Why aldik and not eindik??? |
Daha stands together with önce. Önce (before) is unsuitable for the sentence.
"Ben senden önce geldim."
"I have come before you."
"Daha önce" means "until now" or "so far".
Quote: "We have not cooked Turkish food before but we recently aquired a Turkish cookery book"
"edindik" is OK but aldık or "satın aldık" would sound better.
Why the present continuous tense - the smell of good cooking is not just of this moment......hence why I thought the aorist tense would be more appropriate. |
I thought you were talking about this particular food. If you use aoirist tense you will have created a new saying or idiom. Obviously it will lose all connection with the current situation.
"Güzel yemek pişerken de güzel kokar."
"A nice food smells nice while cooking."
Quote: What is pişerken??? |
pişerken: "while it cooks"
Quote: I assume the -ken gerund but that would be "pişirirken" wouldn't it? Besides that would transalate as "While she is cooking it smells beautiful" wouldn't it? |
pişirirken: "while somebody is cooking it"
This is not as suitable as pişerken. It tells the time while somebody was cooking a food. So it attaches the action to somebody doing an active work. "pişerken" is better because I'm not talking about a persons action but I'm tlking about the food.
"Yemeği pişirirken güzel kokuyor."
It smells nice while I cook it. (but it smells bad after I have finished cooking)

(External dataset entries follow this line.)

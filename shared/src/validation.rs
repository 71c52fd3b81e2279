//! Validation helpers for the StockMaster platform

use rust_decimal::Decimal;
use std::str::FromStr;

/// Parse one draft form field (quantity or cost amount).
///
/// A field qualifies only when it is non-empty, parses as a decimal number,
/// and is non-negative; anything else disqualifies the draft it belongs to.
pub fn parse_draft_field(raw: &str) -> Option<Decimal> {
    let trimmed = raw.trim();
    if trimmed.is_empty() {
        return None;
    }
    let value = Decimal::from_str(trimmed).ok()?;
    if value < Decimal::ZERO {
        return None;
    }
    Some(value)
}

/// Normalize an email for case-insensitive directory lookup
pub fn normalize_email(email: &str) -> String {
    email.trim().to_lowercase()
}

Quote: What I attempted to say in English was:
"The cooking smells very nice" |
"Yemek pişerken çok güzel kokuyor" (The food smells nice while it cooks) is the best translation I can find to this sentence. I can't find anything that we use for "the cooking".
We just say things in different ways. You need to accept the Turkish way without fighting with it. The way we express things is different than English. There is nothing to d about this. If you want to pick the differences a lifetime will be insufficient to cover them all.
A Turk when learning English has smillar problems. I think the best approach is to pretend not seeing the differences when they occur.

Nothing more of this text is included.